INSIGHT: Residents should be consulted during LeBreton Flats negotiations
By Karen-Luz Sison
A vast section of LeBreton Flats should soon be barren no more, thanks to a newly announced preliminary deal between the National Capital Commission and Ottawa Senators-backed development group RendezVous LeBreton.
If you search up the group’s plans for the land, you’ll find a flashy video envisioning a new arena for the Sens, a public-use sports centre, fancy new condos, a walkway lined with shops, and public squares with museum displays — all accessible by Ottawa’s LRT line.
It’s an impressive and ambitious vision for the Flats. And if further talks between the NCC and RendezVous LeBreton go well in the coming months, it’ll be a vision that puts shovels in the ground by 2019 or 2020.
The agreement so far outlines construction in two phases: the first for key public-use elements and the second for housing plans.
The deal with RendezVous LeBreton is especially historic for Ottawa because it was so long overdue: it’s been more than 50 years since the NCC kicked out the approximately 2,800 residents who lived at LeBreton Flats ahead of a controversial 1962 expropriation of the land by the federal agency.
Since the last house was razed in 1966, the NCC has had various plans for the Flats drawn up and discarded, including one that envisioned a new headquarters for the Department of National Defence.
This new agreement with RendezVous LeBreton signifies that significant change is on the horizon for the Flats.
While the NCC and RendezVous LeBreton have hyped the proposed NHL arena at the heart of the planned development, there’s one imperative that shouldn’t be forgotten in the ongoing negotiations: supporting local residents.
It’s fair to get excited over visions of fun new public spaces in Ottawa, but let’s not forget about the decades of inaction on what was once known as Canada’s most famous vacant lot. This new deal with RendezVous LeBreton is a chance for the NCC and the City of Ottawa to push for more concrete ways to integrate the coming commercial and civic components of the development with the existing residential community in the area — as well as to prioritize the interests of the thousands of tenants and condo-dwellers who will eventually share their local living space with the rest of the occupants of LeBreton Flats.
With talks set to take anywhere from 12 to 18 months, there’s ample time for discussing ways to make the new developments people-friendly. A good starting place would be for the developers to propose specific, achievable affordable housing plans. And the builders should tap area residents and local entrepreneurs for ideas about how to plan and fill the retail spaces envisioned at the Flats.
Flashy commercial areas are nice for those who can afford to live and shop there. More often than not, however, land revitalization can mean unintentionally excluding people of lower incomes from excessively “gentrified” neighbourhoods.

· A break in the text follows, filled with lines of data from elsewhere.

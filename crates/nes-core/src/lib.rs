//! NES Core - Pure Rust NES emulator library
//!
//! This crate provides the core emulation logic for a Nintendo Entertainment System (NES):
//! the 2A03 processor, the bus that couples it to the PPU, the per-dot PPU pipeline and the
//! master clock that drives them. It performs no I/O beyond reading a cartridge file.

#![forbid(unsafe_code)]

/// Memory bus and mapping
pub mod bus;
/// Cartridge loading (iNES)
pub mod cartridge;
/// Standard controller
pub mod controller;
/// CPU module containing the 2A03 (6502 variant) implementation
pub mod cpu;
/// PPU (Picture Processing Unit) implementation
pub mod ppu;
/// Integration module for complete NES system
pub mod system;

pub use cartridge::{Cartridge, CartridgeError, Mirroring};
pub use controller::Controller;
pub use cpu::{Cpu, CpuError};
pub use ppu::{Ppu, FRAME_HEIGHT, FRAME_SIZE, FRAME_WIDTH};
pub use system::{NesSystem, SystemError, VideoSink};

Yes, the planned LeBreton developments are bound to attract visitors from all over Canada and maybe even the world, but the people who are going to have to deal most with the positive and negative attributes of the developments are current Ottawa residents, specifically those located in Somerset ward.
They’ll be the ones directly affected by the soil remediation, the construction and, much later, the traffic brought in once developments are finished.
And so, these residents should be repeatedly consulted and their views taken seriously as negotiations between the NCC and RendezVous LeBreton unfold.
With the City of Ottawa being involved in the planning, too, Mayor Jim Watson needs to prioritize local residents’ concerns, making sure negative impacts are mitigated and opportunities for community enhancement are seized upon.
Watson has already expressed his support for the overall vision of the development; the pressure is on him to make sure Centretown residents — those already living in the area and those who will soon move in — aren’t left out of the process.
Anyone not blinded by the flashiness of RendezVous LeBreton’s plans, can see that there’s a lot of ambiguity surrounding the details of the final design and various outstanding issues — most notably, project financing, consultations with Ottawa’s Algonquin community, and LeBreton’s soil contamination problem.
With all of these details still being discussed behind closed doors, largely out of public view, the negotiations may take longer than the anticipated year and a half proposed by the NCC. And completion of the project will definitely take longer than expected if local concerns aren’t taken into account from the outset.